Dataset entries
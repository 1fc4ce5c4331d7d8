//! Records served by the sample resources.

pub mod authorized_app;
pub mod personalized_info;

pub use authorized_app::*;
pub use personalized_info::*;
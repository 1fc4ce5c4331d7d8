//! # Command Resolver
//!
//! Turns `(resource name, verb, attributes)` into a [`ResolvedOperation`], or
//! into a typed [`ResolveError`] before anything runs.
//!
//! ## Resolution order
//!
//! 1. Parse the verb. Unknown verb strings fail with `InvalidVerb` without
//!    touching the registry.
//! 2. Look the resource up. Missing names fail with `UnknownResource`.
//! 3. Build the handler for this request from its factory. A factory or
//!    `verbs()` that panics fails with `HandlerPanicked`.
//! 4. Check the handler's [`VerbSet`](crate::VerbSet). A missing verb fails
//!    with `UnsupportedVerb`, which callers can map to a different status
//!    than "not found".
//! 5. Bind the attributes and hand back the operation.

use std::fmt;
use std::panic::{self, AssertUnwindSafe};
use std::sync::Arc;
use tracing::{debug, error};

use crate::context::RequestContext;
use crate::error::{HandlerError, ResolveError};
use crate::handler::CommandHandler;
use crate::registry::HandlerRegistry;
use crate::resource::{CommandAttributes, Resource, ResourceName};
use crate::verb::Verb;

/// A handler bound to one request, one verb and its attributes.
///
/// Nothing runs until [`invoke`](ResolvedOperation::invoke) is awaited.
pub struct ResolvedOperation {
    resource: ResourceName,
    verb: Verb,
    attributes: CommandAttributes,
    context: RequestContext,
    handler: Box<dyn CommandHandler>,
}

impl ResolvedOperation {
    pub fn resource(&self) -> &ResourceName {
        &self.resource
    }

    pub fn verb(&self) -> Verb {
        self.verb
    }

    pub fn attributes(&self) -> &CommandAttributes {
        &self.attributes
    }

    pub fn context(&self) -> &RequestContext {
        &self.context
    }

    /// Runs the bound verb operation, consuming the handler.
    pub async fn invoke(self) -> Result<Resource, HandlerError> {
        self.handler.call(self.verb, self.attributes).await
    }
}

impl fmt::Debug for ResolvedOperation {
    fn fmt(&self, f: &mut fmt::Formatter<'_>) -> fmt::Result {
        f.debug_struct("ResolvedOperation")
            .field("resource", &self.resource)
            .field("verb", &self.verb)
            .field("attributes", &self.attributes)
            .field("context", &self.context)
            .finish_non_exhaustive()
    }
}

/// Resolves requests against a frozen [`HandlerRegistry`].
#[derive(Clone, Debug)]
pub struct CommandResolver {
    registry: Arc<HandlerRegistry>,
}

impl CommandResolver {
    pub fn new(registry: Arc<HandlerRegistry>) -> Self {
        Self { registry }
    }

    pub fn registry(&self) -> &HandlerRegistry {
        &self.registry
    }

    /// Resolves a request whose verb arrives as a string.
    pub fn resolve(
        &self,
        name: &str,
        verb: &str,
        attributes: CommandAttributes,
        context: RequestContext,
    ) -> Result<ResolvedOperation, ResolveError> {
        let verb: Verb = verb.parse()?;
        self.resolve_verb(name, verb, attributes, context)
    }

    /// Resolves a request whose verb is already typed.
    pub fn resolve_verb(
        &self,
        name: &str,
        verb: Verb,
        attributes: CommandAttributes,
        context: RequestContext,
    ) -> Result<ResolvedOperation, ResolveError> {
        let (resource, build) = self.registry.lookup(name)?;
        let built = panic::catch_unwind(AssertUnwindSafe(|| {
            let handler = build(&context);
            let verbs = handler.verbs();
            (handler, verbs)
        }));
        let Ok((handler, verbs)) = built else {
            error!(resource = %resource, %verb, request_id = context.request_id(), "Handler factory panicked");
            return Err(ResolveError::HandlerPanicked(resource.to_string()));
        };

        if !verbs.contains(verb) {
            debug!(resource = %resource, %verb, supported = %verbs, "Unsupported verb");
            return Err(ResolveError::UnsupportedVerb {
                resource: resource.to_string(),
                verb,
            });
        }

        debug!(resource = %resource, %verb, request_id = context.request_id(), "Resolved");
        Ok(ResolvedOperation {
            resource: resource.clone(),
            verb,
            attributes,
            context,
            handler,
        })
    }
}
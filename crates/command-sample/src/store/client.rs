//! # Store Client

use super::{StoreError, StoreRequest, StoredRecord};
use tokio::sync::{mpsc, oneshot};

/// Async handle to a [`StoreActor`](super::StoreActor). Holds only a sender,
/// so clones are cheap and can be moved into every handler instance.
#[derive(Clone)]
pub struct StoreClient<T: StoredRecord> {
    sender: mpsc::Sender<StoreRequest<T>>,
}

impl<T: StoredRecord> StoreClient<T> {
    pub fn new(sender: mpsc::Sender<StoreRequest<T>>) -> Self {
        Self { sender }
    }

    pub async fn get(&self, id: impl Into<String>) -> Result<Option<T>, StoreError> {
        let (respond_to, response) = oneshot::channel();
        self.sender
            .send(StoreRequest::Get {
                id: id.into(),
                respond_to,
            })
            .await
            .map_err(|_| StoreError::Closed)?;
        response.await.map_err(|_| StoreError::Dropped)?
    }

    /// Applies `change` to the record stored under `id` and returns the result.
    pub async fn apply(&self, id: impl Into<String>, change: T::Change) -> Result<T, StoreError> {
        let (respond_to, response) = oneshot::channel();
        self.sender
            .send(StoreRequest::Apply {
                id: id.into(),
                change,
                respond_to,
            })
            .await
            .map_err(|_| StoreError::Closed)?;
        response.await.map_err(|_| StoreError::Dropped)?
    }

    pub async fn insert(&self, record: T) -> Result<bool, StoreError> {
        let (respond_to, response) = oneshot::channel();
        self.sender
            .send(StoreRequest::Insert { record, respond_to })
            .await
            .map_err(|_| StoreError::Closed)?;
        response.await.map_err(|_| StoreError::Dropped)?
    }

    /// All records, ordered by id.
    pub async fn list(&self) -> Result<Vec<T>, StoreError> {
        let (respond_to, response) = oneshot::channel();
        self.sender
            .send(StoreRequest::List { respond_to })
            .await
            .map_err(|_| StoreError::Closed)?;
        response.await.map_err(|_| StoreError::Dropped)?
    }
}
//! # Command Framework
//!
//! The command-resolution and dispatch core of a device-cloud API. An inbound
//! request names a resource (`PersonalizedInfos`), a verb (`Patch`) and some
//! attributes; the framework finds the handler, checks the verb, runs it
//! without blocking other requests and answers with one uniform envelope.
//!
//! ## Architecture Overview
//!
//! ```text
//! CommandRequest ──► CommandResolver ──► Dispatcher ──► ResponseEnvelope
//!                     (name + verb)      (invoke, await,
//!                          │              normalize)
//!                          ▼
//!                    HandlerRegistry ──► HandlerFactory ──► CommandHandler
//! ```
//!
//! 1. **Contract** ([`CommandHandler`]): the verbs a resource implements, tagged by a [`VerbSet`].
//! 2. **Registry** ([`HandlerRegistry`]): resource name to handler factory, filled once at boot.
//! 3. **Resolver** ([`CommandResolver`]): verb parsing, lookup and capability check.
//! 4. **Dispatcher** ([`Dispatcher`]): isolated execution, time budget, cancellation, normalization.
//! 5. **Service** ([`CommandService`]): the facade a transport calls.
//!
//! ## Example
//!
//! ```rust
//! use command_framework::{
//!     CommandAttributes, CommandHandler, CommandRequest, CommandService, DispatchConfig,
//!     ErrorKind, HandlerError, HandlerRegistry, Resource, Verb, VerbSet,
//! };
//! use async_trait::async_trait;
//!
//! struct Greeting;
//!
//! #[async_trait]
//! impl CommandHandler for Greeting {
//!     fn verbs(&self) -> VerbSet {
//!         VerbSet::from([Verb::Get])
//!     }
//!
//!     async fn get(&self, _attributes: CommandAttributes) -> Result<Resource, HandlerError> {
//!         Ok(Resource::new().with("id", "hello").with("text", "hi"))
//!     }
//! }
//!
//! #[tokio::main]
//! async fn main() {
//!     let mut registry = HandlerRegistry::new();
//!     registry.register_handler("Greetings", |_ctx| Greeting).unwrap();
//!     let service = CommandService::new(registry, DispatchConfig::default());
//!
//!     let ok = service.execute(CommandRequest::new("Greetings", "Get")).await;
//!     assert_eq!(ok.payload().unwrap().kind(), Some("weave#greeting"));
//!
//!     let refused = service.execute(CommandRequest::new("Greetings", "Patch")).await;
//!     assert_eq!(refused.error_kind(), Some(ErrorKind::UnsupportedVerb));
//! }
//! ```
//!
//! ## Concurrency Model
//!
//! - The registry is frozen behind an `Arc` once the service is built; reads take no lock.
//! - Each dispatch runs its handler in its own Tokio task, so one failing or
//!   panicking request never disturbs another.
//! - Operations on the same resource instance are not serialized here; that
//!   belongs to the storage collaborator.
//!
//! ## Testing
//!
//! See the [`mock`] module for a scripted handler that injects results,
//! failures, panics and delays.

pub mod context;
pub mod dispatcher;
pub mod envelope;
pub mod error;
pub mod handler;
pub mod mock;
pub mod registry;
pub mod resolver;
pub mod resource;
pub mod service;
pub mod tracing;
pub mod verb;

// Re-export core types for convenience
pub use context::RequestContext;
pub use dispatcher::{DispatchConfig, Dispatcher};
pub use envelope::ResponseEnvelope;
pub use error::{ErrorKind, HandlerError, RegistryError, ResolveError};
pub use handler::{factory, CommandHandler, HandlerFactory};
pub use registry::HandlerRegistry;
pub use resolver::{CommandResolver, ResolvedOperation};
pub use resource::{CommandAttributes, Resource, ResourceName};
pub use service::{CommandRequest, CommandService};
pub use tokio_util::sync::CancellationToken;
pub use verb::{Verb, VerbSet};
//! # Observability & Tracing
//!
//! [`setup_tracing`] installs the process-wide subscriber. Everything in the
//! dispatch core logs through `tracing` with structured fields:
//!
//! - **Registry**: `Registered` / `Duplicate registration rejected` with `resource`.
//! - **Resolver**: `Resolved` / `Unsupported verb` with `resource`, `verb`.
//! - **Dispatcher**: a `dispatch` span carrying `request_id`, `resource` and
//!   `verb`; inside it `Ok`, `Business failure`, `Handler failed`,
//!   `Handler panicked`, `Timed out`, `Cancelled`.
//!
//! ```bash
//! # Lifecycle and outcomes
//! RUST_LOG=info cargo run -p command-sample
//!
//! # Attribute dumps for every dispatch
//! RUST_LOG=debug cargo run -p command-sample
//!
//! # Only the dispatch core
//! RUST_LOG=command_framework=debug cargo run -p command-sample
//! ```
//!
//! With `RUST_LOG=info` a Patch shows up as:
//!
//! ```text
//! INFO execute:dispatch: Ok resource="PersonalizedInfos" verb=Patch request_id=2 id=Some(String("me"))
//! ```

use tracing_subscriber::EnvFilter;

/// Initializes the tracing subscriber.
///
/// Honors `RUST_LOG`; falls back to `info` when it is unset or invalid.
/// Safe to call more than once: later calls leave the first subscriber in place.
pub fn setup_tracing() {
    let filter = EnvFilter::try_from_default_env().unwrap_or_else(|_| EnvFilter::new("info"));
    let _ = tracing_subscriber::fmt()
        .with_env_filter(filter)
        .with_target(false) // Resource and verb fields already say where we are
        .compact()
        .try_init();
}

◆ What the task requires
Number of lines above holding "UnsupportedVerb"? Give that number alone.

◆ Result of the exercise
3